Search the records for the string "laser", and show each line where it appears.

### [Records for the exercise]
[Start of section]

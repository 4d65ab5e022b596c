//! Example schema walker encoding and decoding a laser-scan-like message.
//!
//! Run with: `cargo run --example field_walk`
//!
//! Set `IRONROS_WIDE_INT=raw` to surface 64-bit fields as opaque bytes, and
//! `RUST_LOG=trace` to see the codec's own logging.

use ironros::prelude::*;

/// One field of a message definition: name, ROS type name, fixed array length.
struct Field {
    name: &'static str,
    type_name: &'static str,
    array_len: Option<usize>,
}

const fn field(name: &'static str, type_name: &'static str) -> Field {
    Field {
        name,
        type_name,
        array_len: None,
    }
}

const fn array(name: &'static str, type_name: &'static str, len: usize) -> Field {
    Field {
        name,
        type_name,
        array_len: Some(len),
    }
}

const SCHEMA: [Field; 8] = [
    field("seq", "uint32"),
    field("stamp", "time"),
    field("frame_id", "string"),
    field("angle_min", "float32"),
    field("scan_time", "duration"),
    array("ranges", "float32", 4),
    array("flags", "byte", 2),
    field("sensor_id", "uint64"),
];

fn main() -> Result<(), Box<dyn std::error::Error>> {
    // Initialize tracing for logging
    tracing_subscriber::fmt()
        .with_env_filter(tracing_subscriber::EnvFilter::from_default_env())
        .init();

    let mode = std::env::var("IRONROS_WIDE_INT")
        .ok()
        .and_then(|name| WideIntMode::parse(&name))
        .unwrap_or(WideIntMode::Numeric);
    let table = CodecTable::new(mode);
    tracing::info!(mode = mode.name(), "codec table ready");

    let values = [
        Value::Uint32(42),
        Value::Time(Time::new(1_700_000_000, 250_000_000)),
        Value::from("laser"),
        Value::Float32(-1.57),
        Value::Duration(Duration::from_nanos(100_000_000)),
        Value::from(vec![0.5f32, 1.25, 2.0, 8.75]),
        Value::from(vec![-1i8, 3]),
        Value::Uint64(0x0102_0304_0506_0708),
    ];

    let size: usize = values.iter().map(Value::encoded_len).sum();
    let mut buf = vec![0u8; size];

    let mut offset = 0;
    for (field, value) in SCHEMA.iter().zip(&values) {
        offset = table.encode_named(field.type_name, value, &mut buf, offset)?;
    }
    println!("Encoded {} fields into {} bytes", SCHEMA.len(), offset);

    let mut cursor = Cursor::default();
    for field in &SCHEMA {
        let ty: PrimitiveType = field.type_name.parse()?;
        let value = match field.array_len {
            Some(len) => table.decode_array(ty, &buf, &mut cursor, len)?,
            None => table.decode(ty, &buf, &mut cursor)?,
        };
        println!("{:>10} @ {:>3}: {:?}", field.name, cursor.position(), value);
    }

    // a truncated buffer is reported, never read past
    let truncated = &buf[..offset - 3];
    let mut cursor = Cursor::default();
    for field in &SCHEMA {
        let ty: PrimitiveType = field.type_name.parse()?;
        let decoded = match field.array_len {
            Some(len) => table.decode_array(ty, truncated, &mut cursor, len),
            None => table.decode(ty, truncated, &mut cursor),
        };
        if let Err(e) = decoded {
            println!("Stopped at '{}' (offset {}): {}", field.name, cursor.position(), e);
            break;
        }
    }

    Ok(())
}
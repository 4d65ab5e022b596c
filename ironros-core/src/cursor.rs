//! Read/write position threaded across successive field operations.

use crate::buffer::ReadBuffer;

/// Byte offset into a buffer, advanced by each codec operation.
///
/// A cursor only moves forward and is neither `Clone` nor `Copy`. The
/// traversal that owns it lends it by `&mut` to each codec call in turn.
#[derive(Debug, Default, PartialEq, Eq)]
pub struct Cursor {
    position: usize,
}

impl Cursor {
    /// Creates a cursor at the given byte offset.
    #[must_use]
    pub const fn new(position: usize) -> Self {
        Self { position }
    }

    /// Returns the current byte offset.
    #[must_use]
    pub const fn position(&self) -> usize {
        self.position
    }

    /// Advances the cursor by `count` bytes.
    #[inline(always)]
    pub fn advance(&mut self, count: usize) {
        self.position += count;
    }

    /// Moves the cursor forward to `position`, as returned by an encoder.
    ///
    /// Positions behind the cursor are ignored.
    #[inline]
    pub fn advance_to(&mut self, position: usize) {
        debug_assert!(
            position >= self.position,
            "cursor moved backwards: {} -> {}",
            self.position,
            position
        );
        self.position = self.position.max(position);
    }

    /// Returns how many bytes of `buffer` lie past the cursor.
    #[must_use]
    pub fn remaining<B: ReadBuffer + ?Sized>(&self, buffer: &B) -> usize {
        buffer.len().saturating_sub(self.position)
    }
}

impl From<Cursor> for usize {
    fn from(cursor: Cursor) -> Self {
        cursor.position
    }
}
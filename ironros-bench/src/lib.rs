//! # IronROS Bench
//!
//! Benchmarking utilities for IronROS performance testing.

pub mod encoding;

[End of section]

### [Output for this task]
//! Example schema walker encoding and decoding a laser-scan-like message.
        Value::from("laser"),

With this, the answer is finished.